After signing House Bill 3653 into law, NBC News reports that Pritzker said the legislation comes at a critical time as calls have come from across the nation to address racial bias in the justice system, having grown stronger after the killing of George Floyd in May.

“This legislation marks a substantial step toward dismantling the systemic racism that plagues our communities, our state and our nation and brings us closer to true safety, true fairness and true justice,” he said. “All of this was fueled by the experiences of those who have lived with police brutality and discrimination in this terrible year in the middle of a brutal viral pandemic that hurt black people and brown people disproportionately.”

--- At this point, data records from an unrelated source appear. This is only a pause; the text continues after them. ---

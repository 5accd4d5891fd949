//! The evaluator seam: whatever actually runs the wrapped unit.

use serde::{Deserialize, Serialize};
use serde_json::Value;

use super::shim::WrappedUnit;
use crate::resolver::ModuleResolver;

/// Console levels reported by sandboxed code.
#[derive(Debug, Clone, Copy, PartialEq, Eq, Serialize, Deserialize)]
#[serde(rename_all = "lowercase")]
pub enum LogLevel {
    Log,
    Info,
    Warn,
    Error,
}

impl LogLevel {
    /// Warning-level output is surfaced to the coordinator.
    pub fn is_warning(self) -> bool {
        matches!(self, Self::Warn | Self::Error)
    }
}

/// Sink for console output produced while code runs.
pub trait Console: Send {
    fn write(&mut self, level: LogLevel, message: &str);
}

/// Default sink: the terminal log.
#[derive(Debug, Default)]
pub struct LogConsole;

impl Console for LogConsole {
    fn write(&mut self, level: LogLevel, message: &str) {
        match level {
            LogLevel::Log | LogLevel::Info => crate::debug!("console"; "{}", message),
            LogLevel::Warn | LogLevel::Error => crate::log!("console"; "{}", message),
        }
    }
}

/// Typed classification of a fault, decided by the evaluator.
#[derive(Debug, Clone, Copy, Default, PartialEq, Eq)]
pub enum FaultKind {
    #[default]
    Thrown,
    /// The render root was torn down inconsistently; a fresh run recovers.
    StaleHostNode,
}

/// A fault raised while evaluating or booting the unit.
///
/// `line`, `line_number` and `stack` mirror the engine-specific places a
/// line can hide; see `line::LineExtractors`.
#[derive(Debug, Clone, Default, PartialEq, Eq, Deserialize)]
#[serde(default, rename_all = "camelCase")]
pub struct Fault {
    pub name: String,
    pub message: String,
    #[serde(skip)]
    pub kind: FaultKind,
    pub line: Option<u32>,
    pub line_number: Option<u32>,
    pub stack: Option<String>,
}

impl Fault {
    pub fn new(name: impl Into<String>, message: impl Into<String>) -> Self {
        Self {
            name: name.into(),
            message: message.into(),
            ..Default::default()
        }
    }

    pub fn with_kind(mut self, kind: FaultKind) -> Self {
        self.kind = kind;
        self
    }

    pub fn with_stack(mut self, stack: impl Into<String>) -> Self {
        self.stack = Some(stack.into());
        self
    }
}

/// Output tree mounted into the sandbox root by a successful run.
#[derive(Debug, Clone, PartialEq)]
pub struct MountedTree {
    pub app: String,
    pub tree: Value,
}

/// Executes wrapped units.
pub trait Evaluator: Send {
    /// Evaluate the unit and boot its application into the render root.
    fn execute(
        &mut self,
        unit: &WrappedUnit,
        resolver: &ModuleResolver,
        console: &mut dyn Console,
    ) -> Result<MountedTree, Fault>;

    /// Tear down a previously mounted tree.
    fn unmount(&mut self, _tree: MountedTree) {}

    /// Wipe whatever is left in the render root after a failed teardown.
    fn clear_root(&mut self) {}

    /// Faults raised outside `execute` (timers, callbacks) since the last call.
    fn drain_uncaught(&mut self) -> Vec<Fault> {
        Vec::new()
    }
}
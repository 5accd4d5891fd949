//! `liveplay run`: one compile and one run, synchronously.
//!
//! Drives the same workspace state machine as watch mode, but carries out
//! each effect inline instead of handing it to an actor.

use std::collections::VecDeque;
use std::path::Path;
use std::sync::Arc;

use anyhow::{Context, Result};
use crossbeam::queue::SegQueue;

use crate::actor::preprocess::preprocess;
use crate::actor::workspace::show_status;
use crate::config::PlayConfig;
use crate::document::parse_document;
use crate::protocol::HostMessage;
use crate::resolver::{ModuleResolver, VendorRegistry};
use crate::sandbox::{Console, Evaluator, LogLevel, ProcessEvaluator, Sandbox, SandboxEvent, Transport};
use crate::worker::{compile, transpiler_for};
use crate::workspace::{Effect, Workspace};
use crate::{debug, log};

/// Events queued by the sandbox, drained into the workspace after each step.
#[derive(Clone, Default)]
struct EventQueue(Arc<SegQueue<SandboxEvent>>);

impl Transport for EventQueue {
    fn send(&mut self, event: SandboxEvent) {
        self.0.push(event);
    }
}

/// Console output goes straight to the terminal in one-shot mode.
struct PrintConsole;

impl Console for PrintConsole {
    fn write(&mut self, level: LogLevel, message: &str) {
        match level {
            LogLevel::Log | LogLevel::Info => println!("{message}"),
            LogLevel::Warn | LogLevel::Error => log!("console"; "{}", message),
        }
    }
}

/// Compile and run `file` once. Returns whether it ran without a displayed error.
pub fn run_document(config: &PlayConfig, file: &Path) -> Result<bool> {
    let raw = std::fs::read_to_string(file)
        .with_context(|| format!("Failed to read {}", file.display()))?;
    let model = parse_document(&raw, config.workspace.split);
    debug!("run"; "{} section(s) loaded", model.len());

    let resolver = ModuleResolver::new(
        config.sandbox.asset_root.clone(),
        VendorRegistry::from_components(&config.vendor.components),
    );
    let evaluator = ProcessEvaluator::new(config.sandbox.engine.clone())
        .with_cwd(config.root.clone())
        .with_timeout(config.sandbox.run_timeout());
    let events = EventQueue::default();
    let sandbox = Sandbox::new(
        &config.sandbox.id,
        &config.sandbox.app_name,
        resolver,
        evaluator,
        Box::new(events.clone()),
    )
    .with_console(Box::new(PrintConsole));

    let workspace = Workspace::new(model, config.sandbox.id.clone())
        .with_preprocess(config.workspace.preprocess);

    let mut driver = Driver {
        config,
        workspace,
        sandbox,
        events,
    };
    driver.run()?;

    let workspace = &driver.workspace;
    show_status(workspace);
    if workspace.displayed_error().is_none()
        && let Some(mounted) = driver.sandbox.mounted()
    {
        debug!("run"; "mounted {}: {}", mounted.app, mounted.tree);
    }
    Ok(workspace.displayed_error().is_none())
}

struct Driver<'a, E: Evaluator> {
    config: &'a PlayConfig,
    workspace: Workspace,
    sandbox: Sandbox<E>,
    events: EventQueue,
}

impl<E: Evaluator> Driver<'_, E> {
    fn run(&mut self) -> Result<()> {
        let mut queue = VecDeque::new();

        self.sandbox.mount();
        self.drain_events(&mut queue);
        queue.extend(self.workspace.start());

        while let Some(effect) = queue.pop_front() {
            match effect {
                Effect::Compile { seq, source } => {
                    let transpiler = transpiler_for(&self.config.compiler.command);
                    let reply = compile(transpiler.as_ref(), &source);
                    queue.extend(self.workspace.on_compiled(seq, reply));
                }
                Effect::Preprocess(request) => {
                    let reply = preprocess(&self.config.workspace.preprocess_command, &request)?;
                    queue.extend(self.workspace.on_preprocessed(reply));
                }
                Effect::Run(code) => {
                    queue.extend(self.workspace.on_run_started());
                    let outcome = self.sandbox.run_application(&code);
                    debug!("run"; "{:?}", outcome);
                    self.drain_events(&mut queue);
                }
                Effect::Post(HostMessage::CodeChange { .. }) => {}
                Effect::Post(message) => debug!("run"; "{}", message.to_json()),
            }
        }

        self.sandbox.reset_application();
        Ok(())
    }

    fn drain_events(&mut self, queue: &mut VecDeque<Effect>) {
        while let Some(event) = self.events.0.pop() {
            queue.extend(self.workspace.on_sandbox_event(event));
        }
    }
}

#[cfg(all(test, unix))]
mod tests {
    use super::*;

    fn config_with_engine(script: &str) -> PlayConfig {
        let mut config = PlayConfig::default();
        config.workspace.split = false;
        config.sandbox.engine = vec!["sh".into(), "-c".into(), script.into()];
        config
    }

    fn write_doc(dir: &tempfile::TempDir, content: &str) -> std::path::PathBuf {
        let path = dir.path().join("doc.js");
        std::fs::write(&path, content).unwrap();
        path
    }

    #[test]
    fn test_clean_run() {
        let dir = tempfile::tempdir().unwrap();
        let file = write_doc(&dir, "var a = 1;\n");
        let config = config_with_engine(
            r#"cat >/dev/null; printf '\001mount {"app":"App","tree":{}}\n'"#,
        );
        assert!(run_document(&config, &file).unwrap());
    }

    #[test]
    fn test_compile_error_fails() {
        let dir = tempfile::tempdir().unwrap();
        let file = write_doc(&dir, "var = ;\n");
        let config = config_with_engine("cat >/dev/null");
        assert!(!run_document(&config, &file).unwrap());
    }

    #[test]
    fn test_runtime_fault_fails() {
        let dir = tempfile::tempdir().unwrap();
        let file = write_doc(&dir, "var a = 1;\n");
        let config = config_with_engine(
            r#"cat >/dev/null; printf '\001fault {"name":"TypeError","message":"x is not a function"}\n'"#,
        );
        assert!(!run_document(&config, &file).unwrap());
    }

    #[test]
    fn test_runaway_run_times_out() {
        let dir = tempfile::tempdir().unwrap();
        let file = write_doc(&dir, "while (true) {}\n");
        let mut config = config_with_engine("exec sleep 5");
        config.sandbox.timeout_ms = 200;

        let started = std::time::Instant::now();
        assert!(!run_document(&config, &file).unwrap());
        assert!(started.elapsed() < std::time::Duration::from_secs(4));
    }

    #[test]
    fn test_sample_document_runs_on_node() {
        if which::which("node").is_err() {
            return;
        }
        let dir = tempfile::tempdir().unwrap();
        let file = dir.path().join("playground.json");
        std::fs::write(&file, crate::document::sample::sample_json()).unwrap();
        assert!(run_document(&PlayConfig::default(), &file).unwrap());
    }

    #[test]
    fn test_jsx_syntax_error_is_a_compile_error() {
        let dir = tempfile::tempdir().unwrap();
        let file = write_doc(&dir, "var a = 1;\nvar el = <View>;\n");
        // The engine would report success; the error must come from the compiler.
        let config = config_with_engine(
            r#"cat >/dev/null; printf '\001mount {"app":"App","tree":{}}\n'"#,
        );
        assert!(!run_document(&config, &file).unwrap());
    }

    #[test]
    fn test_missing_document_is_error() {
        let config = config_with_engine("cat >/dev/null");
        assert!(run_document(&config, Path::new("/nonexistent/liveplay/doc.js")).is_err());
    }
}
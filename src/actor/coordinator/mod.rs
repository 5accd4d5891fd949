//! Actor Coordinator - Wires up the Playground Actor System
//!
//! The Coordinator is a thin orchestrator that:
//! - Creates communication channels
//! - Builds the injected dependencies (transpiler, evaluator, resolver)
//! - Wires up actors
//! - Runs them concurrently
//!
//! Behavior lives in `workspace`/`sandbox`; nothing here keeps state.

mod runtime;

use std::path::PathBuf;
use std::sync::Arc;
use std::time::Duration;

use anyhow::{Context, Result};
use crossbeam::channel::Receiver;
use tokio::sync::mpsc;

use super::fs::FsActor;
use super::messages::{CoordinatorMsg, HostMsg, PreprocessMsg, SandboxMsg, WorkerMsg};
use super::preprocess::PreprocessActor;
use super::sandbox::SandboxActor;
use super::worker::WorkerActor;
use super::workspace::{Outboxes, WorkspaceActor};
use super::ws::{WsActor, server};
use crate::config::PlayConfig;
use crate::document::parse_document;
use crate::resolver::{ModuleResolver, VendorRegistry};
use crate::sandbox::ProcessEvaluator;
use crate::worker::transpiler_for;
use crate::workspace::Workspace;

const CHANNEL_BUFFER: usize = 32;

/// Coordinator - wires up and runs the actor system.
pub struct Coordinator {
    config: Arc<PlayConfig>,
    document: PathBuf,
    shutdown_rx: Option<Receiver<()>>,
}

impl Coordinator {
    /// Create for the document at `document`.
    pub fn with_config(config: Arc<PlayConfig>, document: PathBuf) -> Self {
        Self {
            config,
            document,
            shutdown_rx: None,
        }
    }

    /// Set shutdown signal receiver.
    pub fn with_shutdown_signal(mut self, rx: Receiver<()>) -> Self {
        self.shutdown_rx = Some(rx);
        self
    }

    /// Run the actor system until shutdown.
    pub async fn run(mut self) -> Result<()> {
        let config = Arc::clone(&self.config);
        let raw = std::fs::read_to_string(&self.document)
            .with_context(|| format!("Failed to read {}", self.document.display()))?;
        let model = parse_document(&raw, config.workspace.split);
        crate::debug!("actor"; "{} section(s) loaded", model.len());

        let (coord_tx, coord_rx) = mpsc::channel::<CoordinatorMsg>(CHANNEL_BUFFER);
        let (worker_tx, worker_rx) = mpsc::channel::<WorkerMsg>(CHANNEL_BUFFER);
        let (sandbox_tx, sandbox_rx) = mpsc::channel::<SandboxMsg>(CHANNEL_BUFFER);
        let (host_tx, host_rx) = mpsc::channel::<HostMsg>(CHANNEL_BUFFER);

        if config.serve.is_enabled() {
            match server::start(config.serve.interface, config.serve.port, host_tx.clone()) {
                Ok(port) => {
                    crate::log!("watch"; "host link on ws://{}:{}", config.serve.interface, port);
                }
                Err(e) => crate::log!("actor"; "websocket server failed: {}", e),
            }
        }

        let fs_actor = FsActor::new(
            self.document.clone(),
            config.workspace.split,
            model.clone(),
            coord_tx.clone(),
        )
        .map_err(|e| anyhow::anyhow!("watcher failed: {}", e))?;

        let vendors = VendorRegistry::from_components(&config.vendor.components);
        let resolver = ModuleResolver::new(config.sandbox.asset_root.clone(), vendors.clone());
        let evaluator = ProcessEvaluator::new(config.sandbox.engine.clone())
            .with_cwd(config.root.clone())
            .with_timeout(config.sandbox.run_timeout());
        let sandbox_actor = SandboxActor::new(
            sandbox_rx,
            coord_tx.clone(),
            &config.sandbox.id,
            &config.sandbox.app_name,
            resolver,
            evaluator,
        );

        let worker_actor = WorkerActor::new(
            worker_rx,
            coord_tx.clone(),
            transpiler_for(&config.compiler.command),
        );

        let (preprocess_tx, preprocess_actor) = if config.workspace.preprocess {
            let (tx, rx) = mpsc::channel::<PreprocessMsg>(CHANNEL_BUFFER);
            let actor = PreprocessActor::new(
                rx,
                coord_tx.clone(),
                config.workspace.preprocess_command.clone(),
            );
            (Some(tx), Some(actor))
        } else {
            (None, None)
        };

        let ws_actor = WsActor::new(host_rx, coord_tx.clone(), vendors);

        let workspace = Workspace::new(model, config.sandbox.id.clone())
            .with_preprocess(config.workspace.preprocess);
        let outboxes = Outboxes {
            worker: worker_tx.clone(),
            sandbox: sandbox_tx.clone(),
            preprocess: preprocess_tx.clone(),
            host: host_tx.clone(),
        };
        let workspace_actor = WorkspaceActor::new(
            coord_rx,
            workspace,
            outboxes,
            Duration::from_millis(config.workspace.debounce_ms),
        );

        crate::debug!("actor"; "start");
        runtime::run_actors(
            runtime::Actors {
                fs: fs_actor,
                workspace: workspace_actor,
                worker: worker_actor,
                sandbox: sandbox_actor,
                preprocess: preprocess_actor,
                ws: ws_actor,
            },
            runtime::Senders {
                coordinator: coord_tx,
                worker: worker_tx,
                sandbox: sandbox_tx,
                preprocess: preprocess_tx,
                host: host_tx,
            },
            self.shutdown_rx.take(),
        )
        .await;

        crate::debug!("actor"; "stopped");
        Ok(())
    }
}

One of the most notable parts of the bill is the abolishment of the system of cash bail. This section is under the Illinois Pretrial Fairness Act, a part of HB 3653. NBC News reports, “The new law eliminates wealth-based detention and instead gives judges a more strictly defined decisionmaking process based on a real risk of present threat or willful flight.” It also includes some of the most extensive police reforms, such as “a requirement that all police officers wear body cameras by 2025, a ban on all police chokeholds, new guidelines for ‘decertification’ of police officers, and statewide standards and services for officers to receive regular confidential mental health screenings and assistance.”

Under HB 3653, police departments are also not allowed to purchase specific military equipment, “such as firearms and ammunition of .50-caliber or higher and tracked armored vehicles.”

The bill has received criticism from Illinois police and politicians, at one point calling the measure “a blatant move to punish an entire, honorable profession that will end up hurting law-abiding citizens the most,” according to Fox News.

Several Republican state legislators also said that the bill was hurried through the process during a lame-duck session.

In a statement provided to Fox News on Wednesday, a group of law enforcement agencies in Illinois criticized Pritzker for reportedly choosing “to listen to a few strident political voices rather than the 120,000 petition signing citizens who plainly saw the bill for what it is.”

“Because we are sworn to protect and serve the public, we sincerely hope that we will not be proven right about this new law, that it won’t cause police officers to leave the profession in droves and handcuff those who remain so they can’t stop crimes against people and property,” continues the statement by the Illinois Law Enforcement Coalition. “Please don’t let us measure its dismal failure by the shattered lives it produces.”

Community groups that worked on the law have said that the bill came together over many years and was a long time coming for communities of color in Illinois.

The Coalition to End Money Bond, which was reportedly heavily involved in the bill over the years, said in a statement that the bill was developed in response to the Black Lives Matter protests that occurred around the state and country last summer.